Solutions of nitric oxide in dinitrogen tetroxide

Mixed oxides of nitrogen (MON) are solutions of dinitrogen trioxide (N2O3) in dinitrogen tetroxide/nitrogen dioxide (N2O4 and NO2). It may be used as an oxidizing agent in rocket propulsion systems.

Mixed oxides of nitrogen are produced by dissolving nitric oxide (NO) gas in liquid dinitrogen tetroxide. Nitric oxide reacts with nitrogen dioxide, present in dinitrogen tetroxide, to form dinitrogen trioxide. The resulting mixture is greenish blue, while dinitrogen tetroxide is colorless or brownish yellow. The Liquid phase of MON contains no nitric oxide.

 N2O4 <-> 2NO2

 NO2 + NO <-> N2O3

A broad range of compositions is available, and can be denoted as MONi, where i represents the percentage of nitric oxide in the mixture (for example, MON3 contains 3% nitric oxide, MON25 25% nitric oxide).
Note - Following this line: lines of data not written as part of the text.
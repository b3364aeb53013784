//! Static page content
//!
//! Every section renders one of these `'static` tables. Nothing here changes
//! after startup.

use crate::components::icons::Icon;

/// Anchor for the assessment form, target of every call to action
pub const ASSESSMENT_ANCHOR: &str = "#assessment";
/// Anchor for the case studies section
pub const CASE_STUDIES_ANCHOR: &str = "#case-studies";

/// A header navigation entry
#[derive(Debug, Clone, Copy, PartialEq, Eq)]
pub struct NavLink {
    pub name: &'static str,
    pub href: &'static str,
}

pub const NAVIGATION: &[NavLink] = &[
    NavLink {
        name: "Methodology",
        href: "#methodology",
    },
    NavLink {
        name: "Services",
        href: "#services",
    },
    NavLink {
        name: "Case Studies",
        href: CASE_STUDIES_ANCHOR,
    },
];

/// Headline number shown under the trust bar
#[derive(Debug, Clone, Copy, PartialEq, Eq)]
pub struct TrustStat {
    pub label: &'static str,
    pub icon: Icon,
}

pub const TRUSTED_BY: &[&str] = &[
    "Apex Properties",
    "Urban Living",
    "Metro Portfolio",
    "Summit Mgmt",
    "Keystone Groups",
];

pub const TRUST_STATS: &[TrustStat] = &[
    TrustStat {
        label: "4.9/5 Satisfaction",
        icon: Icon::Star,
    },
    TrustStat {
        label: "92% Success Rate",
        icon: Icon::ShieldCheck,
    },
    TrustStat {
        label: "200+ Portfolios",
        icon: Icon::Users,
    },
];

#[derive(Debug, Clone, Copy, PartialEq, Eq)]
pub struct Testimonial {
    pub quote: &'static str,
    pub author: &'static str,
    pub role: &'static str,
    pub company: &'static str,
}

impl Testimonial {
    /// Letter shown in the avatar bubble
    pub fn initial(&self) -> char {
        self.author.chars().next().unwrap_or('?')
    }
}

pub const TESTIMONIALS: &[Testimonial] = &[
    Testimonial {
        quote: "Nexa Advisory completely transformed our operational workflow. We reduced vacancy rates by 40% within the first quarter.",
        author: "Sarah Jenkins",
        role: "VP of Operations",
        company: "Apex Properties",
    },
    Testimonial {
        quote: "The automation audit was an eye-opener. We didn't realize how much time we were wasting on manual data entry until Nexa showed us.",
        author: "Michael Ross",
        role: "Portfolio Manager",
        company: "Urban Living",
    },
    Testimonial {
        quote: "Professional, data-driven, and highly effective. Their team felt like an extension of ours during the implementation phase.",
        author: "Elena Rodriguez",
        role: "Director of Asset Management",
        company: "Metro Portfolio",
    },
];

/// Methodology card
#[derive(Debug, Clone, Copy, PartialEq, Eq)]
pub struct ValueCard {
    pub title: &'static str,
    pub description: &'static str,
    pub icon: Icon,
}

pub const VALUE_CARDS: &[ValueCard] = &[
    ValueCard {
        title: "Workflow Mapping",
        description: "Uncover hidden inefficiencies draining 15-20% of team capacity.",
        icon: Icon::Settings,
    },
    ValueCard {
        title: "Automation Implementation",
        description: "Replace manual processes with systems that work 24/7.",
        icon: Icon::CheckCircle,
    },
    ValueCard {
        title: "ROI Optimization",
        description: "Turn operational savings into measurable profit growth.",
        icon: Icon::BarChart,
    },
];

/// One row of the sample audit output
#[derive(Debug, Clone, Copy, PartialEq, Eq)]
pub struct AuditRow {
    pub process: &'static str,
    pub cost: &'static str,
}

/// A numbered consulting offering
#[derive(Debug, Clone, Copy, PartialEq, Eq)]
pub struct ServiceOffering {
    pub number: u8,
    pub title: &'static str,
    pub description: &'static str,
    pub bullets: &'static [&'static str],
}

pub const SERVICES: &[ServiceOffering] = &[
    ServiceOffering {
        number: 1,
        title: "Operations Automation Audit",
        description: "The diagnostic that uncovers your hidden profit leaks. We analyze your current state across 8 key operational dimensions.",
        bullets: &[
            "Identify 12-18+ weekly hours of recoverable time",
            "Quantified ROI Projections (Base vs Aggressive)",
            "90-Day Implementation Roadmap",
        ],
    },
    ServiceOffering {
        number: 2,
        title: "Workflow Automation Execution",
        description: "From analysis to action. We integrate systems and deploy automations that handle the grunt work, so your team handles the tenants.",
        bullets: &[
            "System Integration & Tool Consolidation",
            "Workflow Automation Deployment",
            "Team Training & Change Management",
        ],
    },
];

pub const AUDIT_SAMPLE: &[AuditRow] = &[
    AuditRow {
        process: "Process: Lease Renewal",
        cost: "Manual (4hrs/wk)",
    },
    AuditRow {
        process: "Process: Maintenance Triage",
        cost: "Manual (12hrs/wk)",
    },
];

pub const AUDIT_SAVINGS: &str = "Potential Annual Savings: $25,400";

#[derive(Debug, Clone, Copy, PartialEq, Eq)]
pub struct Metric {
    pub label: &'static str,
    pub value: &'static str,
}

#[derive(Debug, Clone, Copy, PartialEq, Eq)]
pub struct CaseStudy {
    pub title: &'static str,
    pub headline: &'static str,
    pub results: &'static [Metric],
}

pub const CASE_STUDIES: &[CaseStudy] = &[
    CaseStudy {
        title: "175-Unit Portfolio",
        headline: "From Chaos to Control",
        results: &[
            Metric {
                label: "Maintenance Response",
                value: "7d → 2d",
            },
            Metric {
                label: "Tenant Inquiries",
                value: "-70%",
            },
            Metric {
                label: "Weekly Saved",
                value: "22 Hrs",
            },
        ],
    },
    CaseStudy {
        title: "280-Unit Operation",
        headline: "Scaling Without Headcount",
        results: &[
            Metric {
                label: "Capacity",
                value: "+35%",
            },
            Metric {
                label: "Error Reduction",
                value: "67%",
            },
            Metric {
                label: "Annual Savings",
                value: "$47k",
            },
        ],
    },
];

/// What the efficiency scorecard contains
pub const SCORECARD_BENEFITS: &[&str] = &[
    "Customized Efficiency Score (1-10)",
    "Industry Benchmark Comparison",
    "3 Improvement Opportunities",
];

/// Short names under the assessment form
pub const FORM_TRUST_MARKS: &[&str] = &["Apex", "Urban", "Metro", "Summit"];

pub const FOOTER_SERVICES: &[&str] = &[
    "Operations Audit",
    "Workflow Automation",
    "Fractional COO",
    "Team Training",
];

pub const OFFICE_LOCATION: &str = "New York, NY";

#[cfg(test)]
mod tests {
    use super::*;
    use std::collections::HashSet;

    #[test]
    fn test_navigation_targets_are_anchors() {
        for link in NAVIGATION {
            assert!(link.href.starts_with('#'), "{} is not an anchor", link.href);
            assert!(link.href.len() > 1);
        }
    }

    #[test]
    fn test_navigation_targets_unique() {
        let hrefs: HashSet<_> = NAVIGATION.iter().map(|l| l.href).collect();
        assert_eq!(hrefs.len(), NAVIGATION.len());
        assert!(!hrefs.contains(ASSESSMENT_ANCHOR));
    }

    #[test]
    fn test_testimonial_initials() {
        let initials: Vec<char> = TESTIMONIALS.iter().map(Testimonial::initial).collect();
        assert_eq!(initials, vec!['S', 'M', 'E']);
    }

    #[test]
    fn test_case_studies_have_three_metrics() {
        assert_eq!(CASE_STUDIES.len(), 2);
        for study in CASE_STUDIES {
            assert_eq!(study.results.len(), 3, "{}", study.title);
        }
    }

    #[test]
    fn test_services_numbered_in_order() {
        let numbers: Vec<u8> = SERVICES.iter().map(|s| s.number).collect();
        assert_eq!(numbers, vec![1, 2]);
        assert!(SERVICES.iter().all(|s| s.bullets.len() == 3));
    }
}
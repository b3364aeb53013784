//! Header view-model: scroll style flag and mobile menu

/// Local state of the fixed page header
#[derive(Debug, Clone, Copy, PartialEq, Default)]
pub struct HeaderState {
    scrolled: bool,
    menu_open: bool,
}

impl HeaderState {
    pub fn is_scrolled(&self) -> bool {
        self.scrolled
    }

    pub fn is_menu_open(&self) -> bool {
        self.menu_open
    }

    /// Recomputes the style flag from the current scroll offset.
    ///
    /// The header turns solid strictly past `threshold`; non-finite offsets
    /// are treated as the top of the page.
    pub fn on_scroll(&mut self, scroll_y: f64, threshold: f64) {
        self.scrolled = scroll_y.is_finite() && scroll_y > threshold;
    }

    /// Menu button pressed
    pub fn toggle_menu(&mut self) {
        self.menu_open = !self.menu_open;
    }

    /// A navigation entry was chosen; the menu always closes
    pub fn on_navigate(&mut self) {
        self.menu_open = false;
    }
}
//! Behavioral tests for the assessment form lifecycle

use crate::models::{FormPhase, LeadField, LeadForm, LeadFormError};

fn fill_all(form: &mut LeadForm) -> Result<(), LeadFormError> {
    form.update_field(LeadField::Name, "John Doe")?;
    form.update_field(LeadField::Email, "john@company.com")?;
    form.update_field(LeadField::Units, "150-300")?;
    form.update_field(LeadField::Challenge, "Communication")?;
    Ok(())
}

// ============================================================================
// FIELD UPDATE BEHAVIORS
// ============================================================================

#[test]
fn given_filled_form_when_updating_one_field_then_other_three_unchanged() -> Result<(), LeadFormError>
{
    for field in LeadField::ALL {
        // Given
        let mut form = LeadForm::new();
        fill_all(&mut form)?;
        let before = form.draft().clone();

        // When
        form.update_field(field, "changed")?;

        // Then
        for other in LeadField::ALL {
            if other == field {
                assert_eq!(form.draft().get(other), "changed");
            } else {
                assert_eq!(
                    form.draft().get(other),
                    before.get(other),
                    "updating {field} changed {other}"
                );
            }
        }
    }
    Ok(())
}

#[test]
fn given_new_form_when_mounted_then_draft_is_empty() {
    let form = LeadForm::new();
    for field in LeadField::ALL {
        assert_eq!(form.draft().get(field), "");
    }
    assert_eq!(form.phase(), FormPhase::Editing);
}

// ============================================================================
// SUBMISSION BEHAVIORS
// ============================================================================

#[test]
fn given_any_empty_field_when_submitting_then_stays_editing() -> Result<(), LeadFormError> {
    for missing in LeadField::ALL {
        // Given
        let mut form = LeadForm::new();
        fill_all(&mut form)?;
        form.update_field(missing, "")?;

        // When
        let result = form.submit();

        // Then
        assert_eq!(result, Err(LeadFormError::MissingField(missing)));
        assert_eq!(form.phase(), FormPhase::Editing);
    }
    Ok(())
}

#[test]
fn given_complete_form_when_submitting_then_enters_submitting() -> Result<(), LeadFormError> {
    let mut form = LeadForm::new();
    fill_all(&mut form)?;

    form.submit()?;

    assert_eq!(form.phase(), FormPhase::Submitting);
    assert!(!form.is_submitted(), "Submitted only after the delay");
    Ok(())
}

#[test]
fn given_submitting_when_delay_elapses_then_submitted_with_email_verbatim()
-> Result<(), LeadFormError> {
    let mut form = LeadForm::new();
    fill_all(&mut form)?;
    form.update_field(LeadField::Email, "Ops.Team+nexa@Example.co")?;
    form.submit()?;

    form.complete()?;

    assert!(form.is_submitted());
    assert_eq!(form.draft().email, "Ops.Team+nexa@Example.co");
    Ok(())
}

#[test]
fn given_submitting_when_submitting_again_then_ignored() -> Result<(), LeadFormError> {
    let mut form = LeadForm::new();
    fill_all(&mut form)?;
    form.submit()?;

    assert!(form.submit().is_err());
    assert_eq!(form.phase(), FormPhase::Submitting);
    Ok(())
}

// ============================================================================
// RESET BEHAVIORS
// ============================================================================

#[test]
fn given_submitted_when_reset_then_editing_with_values_retained() -> Result<(), LeadFormError> {
    let mut form = LeadForm::new();
    fill_all(&mut form)?;
    form.submit()?;
    form.complete()?;
    let submitted_draft = form.draft().clone();

    form.reset()?;

    assert_eq!(form.phase(), FormPhase::Editing);
    assert_eq!(form.draft(), &submitted_draft);
    Ok(())
}

#[test]
fn given_reset_form_when_resubmitting_then_cycle_repeats() -> Result<(), LeadFormError> {
    let mut form = LeadForm::new();
    fill_all(&mut form)?;
    form.submit()?;
    form.complete()?;
    form.reset()?;

    form.submit()?;
    form.complete()?;

    assert!(form.is_submitted());
    Ok(())
}

#[test]
fn given_editing_when_reset_then_rejected() {
    let mut form = LeadForm::new();
    assert!(matches!(
        form.reset(),
        Err(LeadFormError::InvalidTransition { action: "reset", .. })
    ));
}
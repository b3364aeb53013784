//! Browser console logging
//!
//! Thin wrappers over `web_sys::console`. Off `wasm32` (native unit tests)
//! the calls are dropped, since wasm-bindgen imports cannot run there.

/// Log an informational message to the browser console
pub fn info(message: &str) {
    #[cfg(target_arch = "wasm32")]
    web_sys::console::log_1(&message.into());
    #[cfg(not(target_arch = "wasm32"))]
    let _ = message;
}

/// Log a warning to the browser console
pub fn warn(message: &str) {
    #[cfg(target_arch = "wasm32")]
    web_sys::console::warn_1(&message.into());
    #[cfg(not(target_arch = "wasm32"))]
    let _ = message;
}

/// Log an error to the browser console
pub fn error(message: &str) {
    #[cfg(target_arch = "wasm32")]
    web_sys::console::error_1(&message.into());
    #[cfg(not(target_arch = "wasm32"))]
    let _ = message;
}
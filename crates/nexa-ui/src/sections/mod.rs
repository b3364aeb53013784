//! Page sections, in page order
//!
//! Each section renders its static content from `models::content`. Only
//! [`Header`] and [`LeadMagnet`] hold local state.

pub mod footer;
pub mod header;
pub mod hero;
pub mod lead_magnet;
pub mod offerings;
pub mod social_proof;

pub use footer::{Footer, MobileCta};
pub use header::Header;
pub use hero::Hero;
pub use lead_magnet::LeadMagnet;
pub use offerings::{CaseStudies, Services, ValueProp};
pub use social_proof::{Testimonials, TrustSection};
An upper limit is MON40 (40% by weight). In Europe, MON1.3 is mostly used for rocket propulsion systems, and in the US, the standard is MON3. A higher percentage of NO decreases the corrosiveness of the liquid, but also decreases oxidation potential and increases costs.

The addition of nitric oxide also reduces the freezing point to a more desirable temperature. The freezing point of pure nitrogen tetroxide is -9 °C, while MON3 is -15 °C and MON25 is -55 °C.